**YOUR OBJECTIVE:** Please work out how many lines in the records below include the word "Align", and reply with that number only.

**RAW DATA:**
use std::collections::VecDeque;

use eframe::egui::{self, Align, Color32, Context, Layout, RichText, Ui, Vec2};
use tracing::{debug, info, warn};

use crate::graph::{ConnectionIndex, GraphData, InteractionController, LayoutConfig};
use crate::source::{LoadedGraph, LoadingStatus};

use super::super::GraphView;

pub(in crate::app) fn draw_loading(ui: &mut Ui, status: &LoadingStatus) {
    ui.vertical_centered(|ui| {
        ui.add_space(120.0);
        ui.heading(status.message());
        ui.add_space(4.0);
        ui.label(RichText::new(status.phase.label()).weak());
        ui.add_space(8.0);
        match status.progress_fraction() {
            Some(fraction) => {
                ui.add(
                    egui::ProgressBar::new(fraction)
                        .desired_width(280.0)
                        .show_percentage(),
                );
            }
            None => {
                ui.spinner();
            }
        }
        if let Some(detail) = status.detail.as_deref() {
            ui.add_space(6.0);
            ui.small(detail);
        }
    });
}

impl GraphView {
    pub(in crate::app) fn new(
        loaded: LoadedGraph,
        center: Option<&str>,
        layout: LayoutConfig,
        compact: bool,
    ) -> Self {
        let LoadedGraph { data: full, report } = loaded;
        let data = match center {
            Some(id) => full.recentered_on(id).unwrap_or_else(|| {
                warn!(%id, "requested center item is not in the graph, showing everything");
                full.clone()
            }),
            None => full.clone(),
        };
        let index = ConnectionIndex::build(&data);
        let fingerprint = data.fingerprint();

        Self {
            full,
            data,
            index,
            fingerprint,
            report,
            engine: None,
            interaction: InteractionController::new(),
            layout,
            viewport: Vec2::ZERO,
            compact,
            selected: None,
            search: String::new(),
            last_alpha: 0.0,
            fps_current: 0.0,
            fps_samples: VecDeque::new(),
        }
    }

    pub(in crate::app) fn show(
        &mut self,
        ctx: &Context,
        reloading: Option<&LoadingStatus>,
        reload_requested: &mut bool,
    ) {
        self.update_fps_counter(ctx);

        egui::TopBottomPanel::top("top_bar")
            .resizable(false)
            .show(ctx, |ui| self.draw_top_bar(ui, reloading.is_some(), reload_requested));

        egui::SidePanel::left("controls")
            .resizable(true)
            .default_width(260.0)
            .show(ctx, |ui| self.draw_controls(ui));

        egui::SidePanel::right("details")
            .resizable(true)
            .default_width(320.0)
            .show(ctx, |ui| self.draw_details(ui));

        egui::CentralPanel::default().show(ctx, |ui| match reloading {
            Some(status) => draw_loading(ui, status),
            None => self.draw_graph(ui),
        });
    }

    fn draw_top_bar(&mut self, ui: &mut Ui, is_loading: bool, reload_requested: &mut bool) {
        ui.horizontal(|ui| {
            ui.heading("reelgraph");
            ui.separator();
            if let Some(center) = self.index.center().and_then(|index| self.data.nodes.get(index)) {
                ui.label(format!("center: {}", center.title));
            }
            ui.label(format!("items: {}", self.index.node_count()));
            ui.label(format!("connections: {}", self.index.kept_edges().len()));
            let dropped = self.index.dropped_edges().len();
            if dropped > 0 {
                ui.colored_label(
                    Color32::from_rgb(234, 179, 8),
                    format!("dropped: {dropped}"),
                )
                .on_hover_text("Connections that reference items missing from the graph");
            }
            if self.report.similarities_clamped > 0 {
                ui.label(RichText::new(format!(
                    "{} similarities clamped",
                    self.report.similarities_clamped
                ))
                .weak());
            }

            let reload_button = ui.add_enabled(!is_loading, egui::Button::new("Reload"));
            if reload_button.clicked() {
                *reload_requested = true;
            }
            let showing_subset = self.data.nodes.len() != self.full.nodes.len();
            if ui
                .add_enabled(showing_subset, egui::Button::new("Show all"))
                .clicked()
            {
                self.set_data(self.full.clone());
            }
            if ui.checkbox(&mut self.compact, "Compact").changed() {
                self.rebuild_layout();
            }

            ui.with_layout(Layout::right_to_left(Align::Center), |ui| {
                ui.label(self.simulation_text());
                if let Some(fps_text) = self.fps_display_text() {
                    ui.label(fps_text);
                }
            });
        });
    }

    /// Replaces the displayed graph. Identical graphs keep their layout; a new
    /// one tears the running simulation down before it is reseeded.
    pub(in crate::app) fn set_data(&mut self, data: GraphData) {
        let fingerprint = data.fingerprint();
        if fingerprint == self.fingerprint {
            debug!("graph unchanged, keeping layout");
            return;
        }

        info!(
            nodes = data.nodes.len(),
            edges = data.edges.len(),
            "showing new graph"
        );
        self.stop_layout();
        self.engine = None;
        self.index = ConnectionIndex::build(&data);
        self.data = data;
        self.fingerprint = fingerprint;
        self.interaction.reset();
        self.selected = None;
    }

    pub(in crate::app) fn stop_layout(&mut self) {
        if let Some(engine) = self.engine.as_mut() {
            engine.stop();
        }
    }

    fn rebuild_layout(&mut self) {
        self.stop_layout();
        self.engine = None;
        self.interaction.reset();
    }

    /// Shows `id` with only its direct neighbors, taken from the full dataset.
    pub(in crate::app) fn recenter_on(&mut self, id: &str) {
        match self.full.recentered_on(id) {
            Some(next) => self.set_data(next),
            None => warn!(%id, "cannot recenter on an unknown item"),
        }
    }

    /// Selects `node` and pans the view onto it.
    pub(in crate::app) fn focus_node(&mut self, node: usize) {
        self.selected = Some(node);
        let Some(engine) = self.engine.as_ref() else {
            return;
        };
        if let Some(sim) = engine.node(node) {
            self.interaction
                .center_on(sim.pos, self.viewport, self.layout.centering_duration_secs);
        }
    }
}

#[cfg(test)]
mod tests {
    use eframe::egui::vec2;

    use super::*;
    use crate::graph::{GraphEdge, GraphNode, LayoutEngine, MediaType, RunState};
    use crate::source::ValidationReport;

    fn full_graph() -> GraphData {
        GraphData::new(
            vec![
                GraphNode::new("a", "Alpha", MediaType::Movie).center(),
                GraphNode::new("b", "Beta", MediaType::Movie),
                GraphNode::new("c", "Gamma", MediaType::Series),
                GraphNode::new("d", "Delta", MediaType::Movie),
            ],
            vec![
                GraphEdge::new("a", "b", 0.9, Vec::new()),
                GraphEdge::new("a", "c", 0.6, Vec::new()),
                GraphEdge::new("b", "d", 0.7, Vec::new()),
            ],
        )
    }

    fn running_view() -> GraphView {
        let mut view = GraphView::new(
            LoadedGraph {
                data: full_graph(),
                report: ValidationReport::default(),
            },
            None,
            LayoutConfig::default(),
            false,
        );
        view.viewport = vec2(1000.0, 800.0);
        view.engine = Some(LayoutEngine::new(
            &view.data,
            &view.index,
            view.viewport,
            view.layout,
            false,
        ));
        view
    }

    #[test]
    fn reordered_graph_keeps_the_running_layout() {
        let mut view = running_view();
        let engine = view.engine.as_mut().unwrap();
        for _ in 0..5 {
            engine.tick();
        }

        let mut reordered = view.data.clone();
        reordered.nodes.reverse();
        reordered.edges.reverse();
        view.set_data(reordered);

        let engine = view.engine.as_ref().expect("layout survives an identical graph");
        assert_eq!(engine.ticks(), 5);
        assert_eq!(engine.state(), RunState::Running);
    }

    #[test]
    fn new_graph_tears_down_layout_and_selection() {
        let mut view = running_view();
        let before = view.fingerprint;
        view.selected = Some(1);

        let next = view.full.recentered_on("b").unwrap();
        view.set_data(next);

        assert!(view.engine.is_none());
        assert_eq!(view.selected, None);
        assert_ne!(view.fingerprint, before);
        assert_eq!(view.index.node_count(), view.data.nodes.len());
        assert_eq!(view.index.node_count(), 3);
        assert!(view.index.index_of("c").is_none());
    }

    #[test]
    fn recentering_on_unknown_item_changes_nothing() {
        let mut view = running_view();
        let before = view.fingerprint;

        view.recenter_on("missing");

        assert_eq!(view.fingerprint, before);
        assert!(view.engine.is_some());
    }
}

**EXERCISE ANSWER:** 2